Pegylated interferon-alpha toxicity mechanisms and management in chronic hepatitis B patients
This systematic review evaluated the mechanisms and management of adverse reactions associated with pegylated interferon-alpha in patients with chronic hepatitis B. The review addresses the drug's role as a cornerstone immunomodulatory therapy capable of achieving a functional cure for chronic hepatitis B. However, its clinical application is significantly constrained by a high frequency of multisystem adverse reactions arising from broad and often dysregulated systemic immune activation.
The identified adverse events include flu-like syndrome, cytopenias, autoimmunity, neuropsychiatric symptoms, and ocular vascular injury.
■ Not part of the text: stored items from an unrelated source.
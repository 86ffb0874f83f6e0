//! Terminal implementations of the core collaborator traits.

use std::sync::Arc;

use hubkeeper_core::collaborators::{
    Analytics, Collaborators, CrashReporter, Dimensions, ErrorPresenter, Noop, ReviewPrompt,
};
use hubkeeper_core::AuthError;
use tracing::{debug, error};

/// Crash reports go to the log; there is no remote collector in a terminal.
pub struct LogCrashReporter;

impl CrashReporter for LogCrashReporter {
    fn notify(&self, err: &AuthError, context: Option<&str>) {
        error!(
            kind = err.name(),
            status = ?err.status(),
            context = context.unwrap_or("-"),
            message = err.message(),
            "Auth failure"
        );
    }

    fn set_user(&self, id: Option<&str>, label: Option<&str>) {
        debug!(?id, ?label, "Crash reporter user set");
    }
}

pub struct LogAnalytics;

impl Analytics for LogAnalytics {
    fn track_event(&self, category: &str, action: &str, label: Option<&str>, value: Option<i64>) {
        debug!(category, action, ?label, ?value, "Analytics event");
    }

    fn set_user(&self, id: Option<&str>) {
        debug!(?id, "Analytics user set");
    }

    fn set_dimensions(&self, dimensions: &Dimensions) {
        debug!(?dimensions, "Analytics dimensions set");
    }
}

pub struct ConsolePresenter;

impl ErrorPresenter for ConsolePresenter {
    fn show_error(&self, title: &str, message: &str) {
        eprintln!("{}: {}", title, message);
    }
}

pub struct ConsoleReviewPrompt;

impl ReviewPrompt for ConsoleReviewPrompt {
    fn request_review(&self) {
        eprintln!("Enjoying hubkeeper? A star on the repository helps a lot.");
    }
}

pub fn collaborators() -> Collaborators {
    Collaborators {
        crash: Arc::new(LogCrashReporter),
        analytics: Arc::new(LogAnalytics),
        // A terminal has no URL to clean up
        query_params: Arc::new(Noop),
        presenter: Arc::new(ConsolePresenter),
        review: Arc::new(ConsoleReviewPrompt),
    }
}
Treatment discontinuation occurs frequently due to the high frequency of these multisystem adverse reactions, which constrain overall tolerability. The review notes that these toxicities are not ancillary effects but are direct consequences of the drug's therapeutic mechanism.
Key limitations include that the sample size was not reported, the setting was not reported, the comparator was not reported, the primary outcome was not reported, the follow-up duration was not reported, and funding or conflicts of interest were not reported. The certainty of the findings was not reported. Despite these gaps, the study provides a unified framework for understanding underlying host immunopathological mechanisms and contemporary management strategies.